Das böse Mädchen
Eine Neuseeländerin mit derbem Charme und Liebe zum Rock’n’Roll: Gin Wigmore wirkt wie Nancy Sinatras tätowierte Schwester
Der roadrunner club in Prenzlauer Berg ist eine ideale Location für Gin Wigmore. Wie der kleine Berliner Club aussieht, mit seinem antiken Motorrad- und Rock’n’Roll-Kitsch, so klingt auch die Musik der neuseeländischen Sängerin: als hätte sie ein stilbewusster Retro-Biker ausgestattet. Wigmore tritt im Rahmen einer kleinen Promotour durch Europa auf, wo nun ihr zweites Album, „Gravel & Wine“, erscheint. In Neuseeland ist es seit einem Jahr auf dem Markt und hat dort, wie die 26-Jährige mit recht lautstarkem Charme erklärt, bereits „scheißviel verkauft“.
Wigmore steht nicht nur musikalisch deutlich im Bann der aufmüpfigen Seite des Sixties-Pop, wovon auch die Tattoos zeugen, die ihr über die Schulter bis zum Ellbogen hinab kriechen. Später garniert sie auf der Bühne die Rede mit ausgiebigen Fucks und schlenkert dazu gutgelaunt, Weinglas in der Hand, mit Armen und Hintern. „Ich kann verdammt noch mal nicht glauben, wie fuckvoll es hier ist!“, kriegt sie sich kaum ein. Sie schwärmt von Blues und Rockabilly und deren Protagonisten, die sie bei einer Reise durch den US-Süden erlebt hat. „Die Musik klingt einfach so geheimnisvoll, und sie bezieht sich meistens ganz direkt auf persönliche Erfahrung, Liebe, Verlust, Herzbruch.
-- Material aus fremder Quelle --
//! Status-based error classification.
//!
//! Two distinct classification points feed the retry loop:
//! - retryability (`default_should_retry`) decides whether a failure is worth
//!   retrying at all — 429 and 5xx by default;
//! - rate-limit detection (`default_rate_limited`) decides whether a failure
//!   counts toward the consecutive rate-limit counter that drives escalation —
//!   429 only.
//!
//! They must stay separate: a custom retry predicate may retry errors that are
//! not rate-limit errors, and those must not advance the escalation counter.

/// Status code signalling rate limiting.
pub const STATUS_RATE_LIMITED: u16 = 429;

/// Access to the optional numeric status carried by an operation error.
///
/// Errors without a status (connection resets, deserialization failures, …)
/// return `None` and are non-retryable under the default classification.
pub trait ErrorStatus {
    /// Numeric status/error code, if the failure carries one.
    fn status(&self) -> Option<u16>;
}

/// Default retryability: 429 or any 5xx. Everything else (4xx, statusless)
/// propagates on first occurrence without consuming the attempt budget.
pub fn default_should_retry<E: ErrorStatus>(error: &E) -> bool {
    matches!(error.status(), Some(STATUS_RATE_LIMITED) | Some(500..=599))
}

/// Default rate-limit detection: status 429.
pub fn default_rate_limited<E: ErrorStatus>(error: &E) -> bool {
    error.status() == Some(STATUS_RATE_LIMITED)
}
Diese rückhaltlose Ehrlichkeit, die suche ich im Leben und in der Musik.“
Produziert hat Gin Wigmore das Album dann allerdings in Los Angeles, weshalb wohl auch die hübschen Tracks wie etwas polierte Remakes von vergessenen Jukebox-Hits klingen. In der Bad-Girl-Weltsicht erinnert sie an Lana Del Rey, im extrem markant näselnden Quengelton an Amy Winehouse, und im Sound mischen sich ein Hauch Black-Keys-Glam-Garage mit Phil-Spector-Schmelz und auch mal Tex-Mex-Motiven. Manchmal denkt man an Nancy Sinatra, allerdings ohne den verrückten Lee Hazlewood als Produzenten. Butch Walker hat sozusagen dessen Job übernommen. Den kennt man sonst von Damen wie Pink und Katy Perry: „Ich hatte von diesen Produktionen ehrlich keine Ahnung“, sagt Wigmore, deren Stimme auch in echt nasenhell und kaugummiartig wie von einer Südstaatenfriseurin klingt. „Ich bin nur durch ein Album von Cary Ann Hearst auf Butch aufmerksam geworden, das ist rauer, seltsamer Old-School-Bluegrass und Rockabilly. Diese Seite von Butch kennt man nur nicht so.“
Eine unerwartete Seite entdeckte sie auch an Mark Lanegan, mit dem sie in L. A. (nicht für das Album) ein paar „sanfte, zerbrechliche Songs aufgenommen“ hat. Ihren Sinn für eine gewisse Derbheit verdankt sie dabei schon der musikalischen Früherziehung in Auckland. Sie erinnere sich, sagt sie, vor allem an die Musicals, mit denen „mein Vater am Sonntagmorgen versucht hat, gegen die Kirchenmusik gegenüber anzulärmen“. Mit 16, nach dem Tod des Vaters, arbeitete sie eine Zeit als Kindergärtnerin in Argentinien und gewann 2004 den Grand Prize der International Songwriting Competition in Nashville.
Retro-Anwürfe sind ihr ebenso egal wie Vergleiche mit Leuten wie Amy Winehouse oder Duffy. „Wenn man sich nicht so wohl in der modernen Musikwelt fühlt, wendet man sich eben an die Vergangenheit. Ich mag diesen 50er- und 60er-Sound einfach lieber. Man sollte dann halt in den Texten moderner sein.“
Im Moment wirken allerdings sowohl das Album wie die Performance noch ein wenig unentschieden, so als wolle sie sich mit dem Rock’n’Roll die Pop-Option nicht vermasseln. Das ist ein durchaus verständlicher und nachvollziehbarer Zug. Aber ein bisschen schade ist es auch.